Para este sábado 7 de febrero se prevé una jornada con condiciones estables en toda la provincia. El viento tendrá una circulación leve desde el norte hacia el sur, comenzando alrededor de las 13 y extendiéndose hasta las 23, con posible persistencia por algunas horas más en la zona Este.
El cielo se mantendrá despejado durante todo el día y la noche tanto en el llano como en alta montaña. En cuanto a las temperaturas, la máxima promedio en el llano alcanzará los 32 grados, mientras que las mínimas serán de 16 grados en Malargüe y zonas bajas del Valle de Uco, y de 18 grados en el resto del territorio provincial.
El domingo 8 de febrero se presentará con mayor inestabilidad.
Durante la mañana y la tarde se registrará viento leve del norte entre las 11 y las 20, con mayor incidencia en la franja Este. Entre las 15 y las 23 se espera la presencia de viento Zonda, más intenso en el sur de Malargüe, donde podría alcanzar ráfagas de hasta 40 kilómetros por hora, extendiéndose con menor intensidad hacia la cordillera sur y la zona céntrica de Malargüe.
A partir de la medianoche se producirá una rotación del viento con ingreso de viento sur, primero en el sur provincial y luego, cerca de las 3 del lunes, en el norte, con velocidades promedio de 40 kilómetros por hora. Durante el día el cielo permanecerá despejado en el llano, aunque hacia las 19 se prevé convección en la zona sur, con probabilidad de precipitaciones y eventual caída de granizo.
Hacia las 23 o la medianoche, las tormentas podrían extenderse al Valle de Uco y la zona Este, con igual riesgo de granizo.
En la madrugada del lunes, las tormentas persistirían en estas regiones y se desplazarían progresivamente hacia el norte provincial.
En alta montaña se espera cielo despejado durante toda la jornada.

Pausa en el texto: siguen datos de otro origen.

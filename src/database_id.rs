//! Database ID type definitions.

/// Alias for the integer type used for mapping to database IDs.
pub type DatabaseId = i64;

/// Database identifier for an expense.
pub type ExpenseId = DatabaseId;

/// Database identifier for a receipt.
pub type ReceiptId = DatabaseId;
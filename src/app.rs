//! Carries out one command against the ledger and reports how it went.

use std::{io::Write, path::Path};

use crate::{
    Error,
    alert::Alert,
    config::{Command, Config},
    details::Prompt,
    export::export_expense_report,
    intake::ReceiptIntake,
    ledger::{LedgerStore, NewExpense},
    parser::AmountParser,
    receipt_storage::ReceiptStorage,
    recognizer::TesseractRecognizer,
    report::{write_category_sums, write_expense_table, write_monthly_sums, write_receipt_table},
};

const NO_EXPENSES: &str = "No expenses recorded yet!";

/// Run `command`, writing any listing or report to `out`.
///
/// Returns the notification for the user, if there is one. Errors are logged
/// and turned into an error alert.
pub fn run<P: Prompt>(
    command: Command,
    config: &Config,
    store: &mut LedgerStore,
    prompt: P,
    out: &mut impl Write,
) -> Option<Alert> {
    tracing::debug!("Running {command:?}");

    match try_run(command, config, store, prompt, out) {
        Ok(alert) => alert,
        Err(error) => {
            tracing::error!("Command failed: {error}");
            Some(Alert::error("An error occurred", &error.to_string()))
        }
    }
}

fn try_run<P: Prompt>(
    command: Command,
    config: &Config,
    store: &mut LedgerStore,
    prompt: P,
    out: &mut impl Write,
) -> Result<Option<Alert>, Error> {
    match command {
        Command::Upload { image } => upload(image.as_deref(), config, store, prompt),
        Command::Add {
            date,
            category,
            amount,
        } => {
            let date = date.unwrap_or_else(|| config.today().to_string());
            add_expense(&date, &category, &amount, store).map(Some)
        }
        Command::List { json } => list_expenses(json, store, out),
        Command::Summary => {
            if store.count_expenses()? == 0 {
                return Ok(Some(Alert::warning(NO_EXPENSES, "")));
            }

            write_category_sums(&store.category_sums()?, out)?;
            Ok(None)
        }
        Command::Trend => {
            if store.count_expenses()? == 0 {
                return Ok(Some(Alert::warning(NO_EXPENSES, "")));
            }

            write_monthly_sums(&store.monthly_sums()?, out)?;
            Ok(None)
        }
        Command::Export { output } => export(&output, store).map(Some),
        Command::Receipts => {
            let receipts = store.list_receipts()?;
            if receipts.is_empty() {
                return Ok(Some(Alert::warning("No receipts stored yet!", "")));
            }

            write_receipt_table(&receipts, &store.list_expenses()?, out)?;
            Ok(None)
        }
    }
}

fn upload<P: Prompt>(
    image: Option<&Path>,
    config: &Config,
    store: &mut LedgerStore,
    prompt: P,
) -> Result<Option<Alert>, Error> {
    let storage = ReceiptStorage::new(&config.receipts_dir)?;
    let recognizer = TesseractRecognizer::new(&config.tesseract);
    let mut intake = ReceiptIntake::new(storage, recognizer, AmountParser::default(), prompt);

    let outcome = intake.run(store, image, config.today());
    tracing::info!("Receipt intake finished: {outcome:?}");

    Ok(outcome.alert())
}

fn add_expense(
    date: &str,
    category: &str,
    amount: &str,
    store: &LedgerStore,
) -> Result<Alert, Error> {
    let new_expense = match NewExpense::parse(date, category, amount) {
        Ok(new_expense) => new_expense,
        Err(error) if error.is_validation() => {
            return Ok(Alert::error("Invalid expense", &error.to_string()));
        }
        Err(error) => return Err(error),
    };

    let expense = store.create_expense(&new_expense)?;
    tracing::info!("Added expense {}", expense.id);

    Ok(Alert::success(
        "Expense added successfully!",
        &format!("{} {} {}", expense.date, expense.category, expense.amount),
    ))
}

fn list_expenses(
    json: bool,
    store: &LedgerStore,
    out: &mut impl Write,
) -> Result<Option<Alert>, Error> {
    let expenses = store.list_expenses()?;

    if json {
        serde_json::to_writer_pretty(&mut *out, &expenses)
            .map_err(|error| Error::Output(error.to_string()))?;
        writeln!(out)?;
        return Ok(None);
    }

    if expenses.is_empty() {
        return Ok(Some(Alert::warning(NO_EXPENSES, "")));
    }

    write_expense_table(&expenses, out)?;
    Ok(None)
}

fn export(output: &Path, store: &LedgerStore) -> Result<Alert, Error> {
    let expenses = store.list_expenses_oldest_first()?;

    if expenses.is_empty() {
        return Ok(Alert::warning("No expenses to export!", ""));
    }

    export_expense_report(&expenses, output)?;

    Ok(Alert::success(
        "Expenses exported successfully!",
        &format!("{} expenses written to {}", expenses.len(), output.display()),
    ))
}
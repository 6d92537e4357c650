//! Defines the expense model and its database queries.

use rusqlite::{Connection, Row};
use serde::Serialize;
use time::{Date, format_description::BorrowedFormatItem, macros::format_description};

use crate::{Error, amount::Amount, category::Category, database_id::ExpenseId};

/// The date format used for user input and reports, e.g. "2025-01-15".
pub const DATE_FORMAT: &[BorrowedFormatItem<'static>] =
    format_description!("[year]-[month]-[day]");

/// Parse a `YYYY-MM-DD` date.
///
/// # Errors
///
/// Returns [Error::InvalidDate] if `text` is not a valid calendar date.
pub fn parse_date(text: &str) -> Result<Date, Error> {
    let text = text.trim();
    Date::parse(text, DATE_FORMAT).map_err(|_| Error::InvalidDate(text.to_owned()))
}

/// A single spending event.
///
/// Expenses are append-only: once written they are never updated or deleted.
#[derive(Debug, Clone, PartialEq, Eq, Serialize)]
pub struct Expense {
    /// The ID assigned by the database.
    pub id: ExpenseId,
    /// When the money was spent.
    pub date: Date,
    /// What the money was spent on.
    pub category: Category,
    /// How much was spent.
    pub amount: Amount,
}

/// The validated fields of an expense that has not been written yet.
#[derive(Debug, Clone, Copy, PartialEq, Eq)]
pub struct NewExpense {
    /// When the money was spent.
    pub date: Date,
    /// What the money was spent on.
    pub category: Category,
    /// How much was spent.
    pub amount: Amount,
}

impl NewExpense {
    /// Validate raw user input for an expense.
    ///
    /// All three fields are required.
    ///
    /// # Errors
    ///
    /// Returns the first validation error found, checking the date, then the
    /// category, then the amount.
    pub fn parse(date: &str, category: &str, amount: &str) -> Result<Self, Error> {
        Ok(Self {
            date: parse_date(date)?,
            category: category.parse()?,
            amount: amount.parse()?,
        })
    }
}

/// Create an expense and return it with its generated ID.
pub fn insert_expense(expense: &NewExpense, connection: &Connection) -> Result<Expense, Error> {
    let expense = connection
        .prepare(
            "INSERT INTO expenses (date, category, amount)
             VALUES (?1, ?2, ?3)
             RETURNING id, date, category, amount",
        )?
        .query_row(
            (expense.date, expense.category, expense.amount),
            map_expense_row,
        )?;

    Ok(expense)
}

/// Retrieve a single expense by ID.
pub fn get_expense(expense_id: ExpenseId, connection: &Connection) -> Result<Expense, Error> {
    connection
        .prepare("SELECT id, date, category, amount FROM expenses WHERE id = :id;")?
        .query_row(&[(":id", &expense_id)], map_expense_row)
        .map_err(|error| error.into())
}

/// Retrieve all expenses, most recent first.
///
/// Expenses on the same date are ordered most recently inserted first.
pub fn get_expenses_newest_first(connection: &Connection) -> Result<Vec<Expense>, Error> {
    query_expenses(
        "SELECT id, date, category, amount FROM expenses ORDER BY date DESC, id DESC;",
        connection,
    )
}

/// Retrieve all expenses, oldest first.
pub fn get_expenses_oldest_first(connection: &Connection) -> Result<Vec<Expense>, Error> {
    query_expenses(
        "SELECT id, date, category, amount FROM expenses ORDER BY date ASC, id ASC;",
        connection,
    )
}

/// Get the number of expenses in the database.
pub fn count_expenses(connection: &Connection) -> Result<u32, Error> {
    connection
        .query_row("SELECT COUNT(id) FROM expenses;", [], |row| row.get(0))
        .map_err(|error| error.into())
}

fn query_expenses(query: &str, connection: &Connection) -> Result<Vec<Expense>, Error> {
    connection
        .prepare(query)?
        .query_map([], map_expense_row)?
        .map(|maybe_expense| maybe_expense.map_err(|error| error.into()))
        .collect()
}

/// Initialize the expense table and indexes.
pub fn create_expense_table(connection: &Connection) -> Result<(), rusqlite::Error> {
    connection.execute_batch(
        "CREATE TABLE IF NOT EXISTS expenses (
            id INTEGER PRIMARY KEY AUTOINCREMENT,
            date TEXT NOT NULL,
            category TEXT NOT NULL CHECK (category IN (
                'Food', 'Transport', 'Rent', 'Entertainment', 'Utilities', 'Healthcare', 'Others'
            )),
            amount INTEGER NOT NULL CHECK (amount > 0 AND amount <= 9999999999)
        );

        CREATE INDEX IF NOT EXISTS idx_expenses_date ON expenses(date);",
    )?;

    Ok(())
}

/// Map a database row to an [Expense].
fn map_expense_row(row: &Row) -> Result<Expense, rusqlite::Error> {
    Ok(Expense {
        id: row.get(0)?,
        date: row.get(1)?,
        category: row.get(2)?,
        amount: row.get(3)?,
    })
}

La temperatura máxima promedio en el llano será de 33 grados, con mínimas de 17 grados en Malargüe y zonas bajas del Valle de Uco, y de 20 grados en el resto de la provincia.
Desde la Dirección Provincial de Defensa Civil se informó que se mantiene el monitoreo permanente de la situación meteorológica ante la evolución de las condiciones previstas.